■ YOUR GOAL
Using the data that follows, give the number of lines where the string "Option" occurs, and nothing else.

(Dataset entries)
---

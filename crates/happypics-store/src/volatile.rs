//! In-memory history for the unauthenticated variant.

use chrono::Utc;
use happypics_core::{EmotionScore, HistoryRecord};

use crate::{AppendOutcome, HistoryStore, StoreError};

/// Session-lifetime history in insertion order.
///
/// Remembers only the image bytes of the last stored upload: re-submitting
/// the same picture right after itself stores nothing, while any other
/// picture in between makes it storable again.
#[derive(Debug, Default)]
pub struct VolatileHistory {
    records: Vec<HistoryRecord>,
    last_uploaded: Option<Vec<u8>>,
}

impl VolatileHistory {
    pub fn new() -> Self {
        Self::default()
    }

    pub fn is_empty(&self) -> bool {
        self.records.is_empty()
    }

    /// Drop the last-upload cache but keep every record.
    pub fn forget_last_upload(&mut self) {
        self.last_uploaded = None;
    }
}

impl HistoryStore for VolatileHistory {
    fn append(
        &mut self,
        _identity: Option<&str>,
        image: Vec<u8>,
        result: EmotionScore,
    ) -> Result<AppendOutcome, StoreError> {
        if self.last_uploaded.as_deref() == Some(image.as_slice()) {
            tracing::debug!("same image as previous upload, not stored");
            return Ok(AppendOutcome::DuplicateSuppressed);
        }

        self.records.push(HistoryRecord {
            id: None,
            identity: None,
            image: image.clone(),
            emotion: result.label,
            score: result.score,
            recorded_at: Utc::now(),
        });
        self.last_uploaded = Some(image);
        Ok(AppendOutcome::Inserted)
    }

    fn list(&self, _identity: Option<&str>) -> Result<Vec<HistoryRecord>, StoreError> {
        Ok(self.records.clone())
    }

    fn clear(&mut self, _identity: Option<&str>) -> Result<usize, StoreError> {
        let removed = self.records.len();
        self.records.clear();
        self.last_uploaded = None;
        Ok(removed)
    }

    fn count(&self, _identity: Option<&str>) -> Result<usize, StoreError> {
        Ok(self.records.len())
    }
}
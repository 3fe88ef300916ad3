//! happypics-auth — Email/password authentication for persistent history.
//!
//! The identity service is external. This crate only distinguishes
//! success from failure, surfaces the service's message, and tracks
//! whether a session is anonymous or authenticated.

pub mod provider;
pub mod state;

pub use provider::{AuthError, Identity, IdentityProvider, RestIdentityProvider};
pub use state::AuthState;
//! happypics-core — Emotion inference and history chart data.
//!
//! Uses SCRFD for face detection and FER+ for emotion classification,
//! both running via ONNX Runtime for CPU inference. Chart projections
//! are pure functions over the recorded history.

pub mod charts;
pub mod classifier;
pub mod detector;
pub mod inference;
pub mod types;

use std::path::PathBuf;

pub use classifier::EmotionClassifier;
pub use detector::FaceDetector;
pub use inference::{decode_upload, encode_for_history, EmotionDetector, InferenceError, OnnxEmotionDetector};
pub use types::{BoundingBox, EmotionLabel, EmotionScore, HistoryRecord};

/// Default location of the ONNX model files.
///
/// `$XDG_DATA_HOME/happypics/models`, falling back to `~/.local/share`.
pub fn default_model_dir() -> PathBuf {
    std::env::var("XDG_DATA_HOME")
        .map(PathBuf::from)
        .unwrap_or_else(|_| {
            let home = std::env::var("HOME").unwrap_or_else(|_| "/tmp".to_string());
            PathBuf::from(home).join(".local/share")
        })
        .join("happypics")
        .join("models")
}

---

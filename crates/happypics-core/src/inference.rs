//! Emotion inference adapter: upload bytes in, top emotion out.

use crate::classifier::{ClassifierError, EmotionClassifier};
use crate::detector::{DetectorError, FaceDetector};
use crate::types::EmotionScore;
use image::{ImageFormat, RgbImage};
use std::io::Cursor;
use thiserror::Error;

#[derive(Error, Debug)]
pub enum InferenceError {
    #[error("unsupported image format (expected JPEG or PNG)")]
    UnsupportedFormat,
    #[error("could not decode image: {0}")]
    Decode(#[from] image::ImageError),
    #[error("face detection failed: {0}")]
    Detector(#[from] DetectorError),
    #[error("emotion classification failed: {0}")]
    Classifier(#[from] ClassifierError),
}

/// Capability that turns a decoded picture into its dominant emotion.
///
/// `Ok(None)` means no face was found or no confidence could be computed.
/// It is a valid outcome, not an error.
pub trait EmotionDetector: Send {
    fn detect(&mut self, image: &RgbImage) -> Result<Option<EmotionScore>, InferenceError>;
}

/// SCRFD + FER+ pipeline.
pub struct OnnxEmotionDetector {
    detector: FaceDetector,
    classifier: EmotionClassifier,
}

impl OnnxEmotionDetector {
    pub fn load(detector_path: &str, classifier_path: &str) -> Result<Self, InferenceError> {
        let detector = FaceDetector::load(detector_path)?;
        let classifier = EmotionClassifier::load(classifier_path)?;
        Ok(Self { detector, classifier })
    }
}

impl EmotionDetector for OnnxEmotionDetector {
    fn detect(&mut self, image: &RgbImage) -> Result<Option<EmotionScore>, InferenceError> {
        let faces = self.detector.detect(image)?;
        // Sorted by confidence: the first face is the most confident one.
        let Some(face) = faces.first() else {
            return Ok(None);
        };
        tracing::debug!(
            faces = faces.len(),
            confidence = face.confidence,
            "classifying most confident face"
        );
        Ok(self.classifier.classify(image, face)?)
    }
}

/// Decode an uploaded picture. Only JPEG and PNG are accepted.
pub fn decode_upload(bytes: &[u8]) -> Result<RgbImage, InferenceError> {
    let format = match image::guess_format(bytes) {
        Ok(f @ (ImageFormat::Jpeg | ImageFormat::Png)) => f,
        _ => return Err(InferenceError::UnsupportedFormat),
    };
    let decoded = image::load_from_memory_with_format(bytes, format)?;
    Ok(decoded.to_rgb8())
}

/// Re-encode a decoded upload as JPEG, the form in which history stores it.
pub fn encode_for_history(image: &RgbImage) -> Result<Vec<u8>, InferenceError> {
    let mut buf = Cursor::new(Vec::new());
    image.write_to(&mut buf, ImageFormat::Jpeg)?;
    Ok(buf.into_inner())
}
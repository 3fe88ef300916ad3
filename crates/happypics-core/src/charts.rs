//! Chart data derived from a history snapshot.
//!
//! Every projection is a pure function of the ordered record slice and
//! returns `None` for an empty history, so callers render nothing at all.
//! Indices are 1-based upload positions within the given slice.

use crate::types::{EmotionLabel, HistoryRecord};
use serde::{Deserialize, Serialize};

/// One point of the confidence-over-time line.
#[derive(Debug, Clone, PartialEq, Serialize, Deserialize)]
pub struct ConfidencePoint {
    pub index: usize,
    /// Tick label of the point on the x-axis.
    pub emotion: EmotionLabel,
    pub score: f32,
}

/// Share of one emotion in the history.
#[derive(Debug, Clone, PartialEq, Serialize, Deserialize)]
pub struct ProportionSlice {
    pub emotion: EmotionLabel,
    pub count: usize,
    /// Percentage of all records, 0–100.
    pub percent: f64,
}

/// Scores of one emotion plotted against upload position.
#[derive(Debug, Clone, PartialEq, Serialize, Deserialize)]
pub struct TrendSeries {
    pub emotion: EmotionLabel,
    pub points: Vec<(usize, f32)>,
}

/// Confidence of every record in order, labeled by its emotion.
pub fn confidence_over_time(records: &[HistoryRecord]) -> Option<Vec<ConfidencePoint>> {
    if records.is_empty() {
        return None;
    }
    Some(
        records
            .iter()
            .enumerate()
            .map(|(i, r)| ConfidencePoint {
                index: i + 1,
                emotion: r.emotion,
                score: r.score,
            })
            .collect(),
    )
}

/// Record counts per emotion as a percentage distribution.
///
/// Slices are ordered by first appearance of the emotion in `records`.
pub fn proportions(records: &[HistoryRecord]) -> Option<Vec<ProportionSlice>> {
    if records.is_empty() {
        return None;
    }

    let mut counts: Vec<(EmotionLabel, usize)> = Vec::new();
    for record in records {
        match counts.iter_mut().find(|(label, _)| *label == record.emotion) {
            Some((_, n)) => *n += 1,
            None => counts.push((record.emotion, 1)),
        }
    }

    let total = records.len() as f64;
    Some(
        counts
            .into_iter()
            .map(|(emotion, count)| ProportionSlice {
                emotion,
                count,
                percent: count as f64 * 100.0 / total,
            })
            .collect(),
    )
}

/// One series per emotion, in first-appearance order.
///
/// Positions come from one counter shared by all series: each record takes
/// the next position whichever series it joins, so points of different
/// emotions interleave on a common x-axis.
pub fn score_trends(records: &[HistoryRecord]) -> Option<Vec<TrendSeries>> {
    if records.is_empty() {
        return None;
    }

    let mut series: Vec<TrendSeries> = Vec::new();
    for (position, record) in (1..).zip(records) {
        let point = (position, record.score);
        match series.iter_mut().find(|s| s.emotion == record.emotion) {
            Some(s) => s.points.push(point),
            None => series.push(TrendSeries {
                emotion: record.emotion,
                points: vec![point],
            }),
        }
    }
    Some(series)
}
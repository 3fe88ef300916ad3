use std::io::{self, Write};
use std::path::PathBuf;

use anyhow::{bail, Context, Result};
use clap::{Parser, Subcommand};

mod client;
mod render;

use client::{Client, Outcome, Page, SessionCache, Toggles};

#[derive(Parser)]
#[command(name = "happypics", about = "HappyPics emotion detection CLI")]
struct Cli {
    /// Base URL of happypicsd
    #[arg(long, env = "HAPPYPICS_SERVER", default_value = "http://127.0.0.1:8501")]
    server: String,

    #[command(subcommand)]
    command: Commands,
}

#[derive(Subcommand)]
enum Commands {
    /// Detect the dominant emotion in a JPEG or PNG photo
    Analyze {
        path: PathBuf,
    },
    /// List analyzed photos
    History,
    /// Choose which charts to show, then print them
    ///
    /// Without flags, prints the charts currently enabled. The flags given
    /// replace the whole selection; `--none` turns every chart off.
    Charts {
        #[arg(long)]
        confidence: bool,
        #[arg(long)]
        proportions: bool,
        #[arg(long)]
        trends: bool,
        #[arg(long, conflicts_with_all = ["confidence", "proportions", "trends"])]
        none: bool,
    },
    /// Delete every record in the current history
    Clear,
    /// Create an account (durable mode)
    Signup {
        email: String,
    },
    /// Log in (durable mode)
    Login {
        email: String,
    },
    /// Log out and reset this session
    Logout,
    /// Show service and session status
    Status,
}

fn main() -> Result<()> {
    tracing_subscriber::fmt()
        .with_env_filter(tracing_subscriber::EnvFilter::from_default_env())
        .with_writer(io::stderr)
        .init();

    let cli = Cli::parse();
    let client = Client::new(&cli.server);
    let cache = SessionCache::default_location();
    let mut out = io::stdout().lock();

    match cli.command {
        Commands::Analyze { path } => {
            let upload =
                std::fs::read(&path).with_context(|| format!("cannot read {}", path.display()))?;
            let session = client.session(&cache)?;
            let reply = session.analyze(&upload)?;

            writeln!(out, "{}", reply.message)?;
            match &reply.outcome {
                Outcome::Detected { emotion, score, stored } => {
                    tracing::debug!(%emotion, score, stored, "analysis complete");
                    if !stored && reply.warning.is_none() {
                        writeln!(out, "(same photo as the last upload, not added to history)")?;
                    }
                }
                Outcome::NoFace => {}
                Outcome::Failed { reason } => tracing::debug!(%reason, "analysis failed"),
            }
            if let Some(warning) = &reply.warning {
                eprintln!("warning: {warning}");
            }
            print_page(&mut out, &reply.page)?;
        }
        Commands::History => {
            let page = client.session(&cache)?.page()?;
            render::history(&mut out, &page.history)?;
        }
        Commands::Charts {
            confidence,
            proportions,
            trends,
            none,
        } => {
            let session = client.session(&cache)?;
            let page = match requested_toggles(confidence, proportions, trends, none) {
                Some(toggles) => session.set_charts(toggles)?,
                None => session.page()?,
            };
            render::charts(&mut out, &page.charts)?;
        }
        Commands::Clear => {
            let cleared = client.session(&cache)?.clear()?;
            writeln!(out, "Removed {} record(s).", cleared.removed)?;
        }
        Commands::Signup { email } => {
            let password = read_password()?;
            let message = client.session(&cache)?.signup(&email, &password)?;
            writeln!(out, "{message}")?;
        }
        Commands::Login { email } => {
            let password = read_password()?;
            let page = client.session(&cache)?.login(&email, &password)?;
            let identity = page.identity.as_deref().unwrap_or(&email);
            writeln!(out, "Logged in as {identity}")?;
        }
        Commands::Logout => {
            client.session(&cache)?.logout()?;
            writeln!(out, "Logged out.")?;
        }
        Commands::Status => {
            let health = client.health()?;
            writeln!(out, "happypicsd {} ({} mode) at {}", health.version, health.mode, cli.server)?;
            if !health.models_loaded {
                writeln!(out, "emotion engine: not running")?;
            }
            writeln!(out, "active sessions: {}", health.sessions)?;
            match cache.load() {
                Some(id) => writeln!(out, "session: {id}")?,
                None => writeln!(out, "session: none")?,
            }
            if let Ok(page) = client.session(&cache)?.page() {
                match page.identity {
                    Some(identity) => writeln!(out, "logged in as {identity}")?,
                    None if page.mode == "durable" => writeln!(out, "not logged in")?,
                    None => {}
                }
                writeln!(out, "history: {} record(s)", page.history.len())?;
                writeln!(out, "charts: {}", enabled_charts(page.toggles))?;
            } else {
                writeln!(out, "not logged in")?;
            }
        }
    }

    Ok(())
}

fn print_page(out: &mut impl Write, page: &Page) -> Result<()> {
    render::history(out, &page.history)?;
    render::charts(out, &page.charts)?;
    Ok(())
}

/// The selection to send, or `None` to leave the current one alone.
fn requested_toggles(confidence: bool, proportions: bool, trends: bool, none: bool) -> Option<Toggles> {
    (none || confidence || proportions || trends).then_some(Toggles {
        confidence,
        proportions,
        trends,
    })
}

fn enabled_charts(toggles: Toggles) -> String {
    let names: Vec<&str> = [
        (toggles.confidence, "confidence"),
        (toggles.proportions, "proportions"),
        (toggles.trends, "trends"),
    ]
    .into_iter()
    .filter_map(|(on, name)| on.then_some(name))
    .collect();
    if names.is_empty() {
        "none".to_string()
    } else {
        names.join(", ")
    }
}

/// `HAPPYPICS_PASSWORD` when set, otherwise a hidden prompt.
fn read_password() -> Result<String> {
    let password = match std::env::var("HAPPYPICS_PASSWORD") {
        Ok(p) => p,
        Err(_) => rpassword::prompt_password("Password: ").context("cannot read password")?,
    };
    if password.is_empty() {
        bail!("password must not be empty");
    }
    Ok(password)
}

---

■ ANSWER SECTION
11